Gadget by The Blog Doctor.

Sunday, April 24, 2011

Earth's Energy Imbalance and Its Implications

The video below is from the GISS Wednesday Lunch Seminar Series.

The talk is about the Earth's Energy Imbalance and it contains a great deal of interesting ideas, given by James Hansen.

The section that particularly grabbed my attention started at the 27 minute mark where Hansen discusses the rapidity with which the planet approaches equilibrium energy balance with increasing carbon dioxide in the atmosphere.

This has been an item of discussion in Australia's debate on reducing carbon emissions recently. Here is a link to a discussion of the confusion (deliberate or otherwise) in the political debate on this issue.

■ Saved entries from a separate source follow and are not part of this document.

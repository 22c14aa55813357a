use thiserror::Error;

/// Result alias used by every fallible allocator operation.
pub type AllocResult<T> = Result<T, AllocError>;

/// Failure taxonomy of the allocators.
///
/// Every operation-level failure is reported through this enum as a plain
/// return value, never as a panic or abort. Only [`AllocError::OutOfMemory`]
/// is fatal, and only to the instance being constructed; everything else is
/// recoverable and the caller is expected to have a fallback path (typically
/// allocate-fresh-and-copy when a `resize` is refused).
#[derive(Debug, Clone, Copy, PartialEq, Eq, Error)]
pub enum AllocError {
    /// The backing region could not be reserved from the operating system.
    /// Fatal to the allocator instance under construction.
    #[error("unable to reserve backing storage from the operating system")]
    OutOfMemory,

    /// No contiguous span of the region satisfies the request. The region
    /// itself is untouched, so the caller may retry with a smaller request
    /// or a different allocator.
    #[error("no contiguous space satisfies the request")]
    OutOfSpace,

    /// The pool's block geometry cannot honor the requested alignment. The
    /// pool cannot reposition within a block boundary, so the block size
    /// should itself be a multiple of every alignment the caller intends
    /// to request.
    #[error("block geometry cannot honor the requested alignment")]
    AlignmentUnsatisfiable,

    /// A linear `resize` targeted a span that is not the most recent
    /// allocation. Growing or shrinking a non-trailing span in place is
    /// structurally impossible for a bump allocator.
    #[error("only the most recent allocation can be resized in place")]
    NotLastAllocation,

    /// A pool `resize` tried to grow into a block that is already part of a
    /// live allocation. No occupancy bit was changed.
    #[error("a neighboring block is already in use")]
    Blocked,

    /// The request itself is malformed: zero size, non-power-of-two
    /// alignment, zero block geometry and the like.
    #[error("invalid argument: {0}")]
    InvalidArgument(&'static str),
}
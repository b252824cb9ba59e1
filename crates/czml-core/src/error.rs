//! Decode error taxonomy for the CZML value codecs.

use serde_json::Value;
use thiserror::Error;

/// Errors produced while decoding a CZML value from its JSON form.
///
/// All of these are recoverable: the packet layer drops the offending
/// property and keeps going.
#[derive(Debug, Error)]
pub enum DecodeError {
    /// A time slot held neither an ISO-8601 string nor a number.
    #[error("invalid time value: expected ISO-8601 string or seconds offset")]
    InvalidTimeValue,
    /// A polymorphic value matched none of its known wire forms.
    #[error("value does not match any `{0}` form")]
    ShapeMismatch(&'static str),
    /// A flat numeric array whose length fits no valid grouping.
    #[error("sample array of length {len} fits neither {arity}-tuples with a leading time tag nor a single bare {arity}-tuple")]
    MalformedSampleArray { len: usize, arity: usize },
    /// A custom-property fragment matched none of the recognized shapes.
    #[error("unrecognized custom property shape: {0}")]
    UnrecognizedCustomPropertyShape(Value),
}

I had thought that energy balance would be achieved after a few decades, but Hansed indicates that maybe only 60% of the energy imbalance has been redressed in that time period.

The whole talk and question session takes over an hour so I have also proveded a copy of the abstract of the talk after the video.

Improving observations of ocean temperature confirm that Earth is absorbing
more energy from the sun than it is radiating to space as heat, even during the
recent solar minimum. This energy imbalance provides fundamental verification
of the dominant role of the human-made greenhouse effect in driving global
climate change. Observed surface temperature change and ocean heat gain
constrain the net climate forcing and ocean mixing rates. We conclude that
most climate models mix heat too efficiently into the deep ocean and as a
result underestimate the negative forcing by human-made aerosols. Aerosol
climate forcing today is inferred to be -1.6 +/- 0.3 Wm2 implying substantial
aerosol indirect climate forcing via cloud changes. Continued failure to
quantify the specific origins of this large forcing is untenable, as knowledge
of changing aerosol effects is needed to understand future climate change.
A recent decrease in ocean heat uptake was caused by a delayed rebound effect from Mount Pinatubo aerosols and a deep prolonged solar minimum. Observed sea level rise during the Argo float era can readily be accounted for by thermal expansion of the ocean and ice melt, but the ascendency of ice melt leads us to anticipate a near-term acceleration in the rate of sea level rise.